DESCRIPTION OF THE TASK>
From the material below, copy out each line with the word "stylesheet" in it.

DATA FOR THIS EXERCISE>
----------------------------------------
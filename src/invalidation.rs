use crate::host::{DevSession, HotPayload, Update};
use indexmap::IndexMap;
use parking_lot::Mutex;
use std::time::{SystemTime, UNIX_EPOCH};

/// Lifecycle of a stylesheet unit this plugin generated.
#[derive(Debug, Clone, Copy, PartialEq, Eq)]
pub enum UnitState {
    /// Generated once and known to the live module graph.
    Tracked,
    /// Marked stale after new candidates appeared; waiting on the Host to
    /// request it again.
    Invalidated,
    Regenerated,
}

/// Tracks generated stylesheet units and tells the live session which ones
/// went stale.
#[derive(Debug, Default)]
pub struct InvalidationCoordinator {
    units: Mutex<IndexMap<String, UnitState>>,
}

impl InvalidationCoordinator {
    pub fn new() -> Self {
        Self::default()
    }

    /// Starts tracking `id`. Returns `false` when it was already tracked.
    pub fn record_tracked(&self, id: &str) -> bool {
        let mut units = self.units.lock();
        if units.contains_key(id) {
            return false;
        }
        units.insert(id.to_string(), UnitState::Tracked);
        true
    }

    pub fn mark_regenerated(&self, id: &str) {
        if let Some(state) = self.units.lock().get_mut(id) {
            *state = UnitState::Regenerated;
        }
    }

    pub fn state(&self, id: &str) -> Option<UnitState> {
        self.units.lock().get(id).copied()
    }

    /// Tracked ids in the order they were first generated.
    pub fn tracked_ids(&self) -> Vec<String> {
        self.units.lock().keys().cloned().collect()
    }

    pub fn len(&self) -> usize {
        self.units.lock().len()
    }

    pub fn is_empty(&self) -> bool {
        self.units.lock().is_empty()
    }

    /// Invalidates every tracked unit still present in the module graph and
    /// pushes one batched update for all of them. Units the graph no longer
    /// knows are dropped. Returns the number of updates sent.
    pub fn notify_if_changed(&self, session: &dyn DevSession) -> usize {
        let ids = self.tracked_ids();
        let timestamp = now_millis();
        let mut updates = Vec::new();

        for id in ids {
            let Some(module) = session.module_by_id(&id) else {
                tracing::debug!(unit = %id, "generated unit left the module graph, untracking");
                self.units.lock().shift_remove(&id);
                continue;
            };

            session.invalidate_module(&module);
            if let Some(state) = self.units.lock().get_mut(&id) {
                *state = UnitState::Invalidated;
            }
            updates.push(Update {
                kind: format!("{}-update", module.kind.as_str()),
                path: module.url.clone(),
                accepted_path: module.url,
                timestamp,
            });
        }

        let sent = updates.len();
        if sent > 0 {
            tracing::debug!(updates = sent, "sending stylesheet updates");
            session.send(HotPayload::Update { updates });
        }
        sent
    }
}

fn now_millis() -> u64 {
    SystemTime::now()
        .duration_since(UNIX_EPOCH)
        .map(|elapsed| elapsed.as_millis() as u64)
        .unwrap_or_default()
}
----------------------------------------
SOLUTION FOR THIS PROBLEM>
/// Lifecycle of a stylesheet unit this plugin generated.
/// Tracks generated stylesheet units and tells the live session which ones
            tracing::debug!(updates = sent, "sending stylesheet updates");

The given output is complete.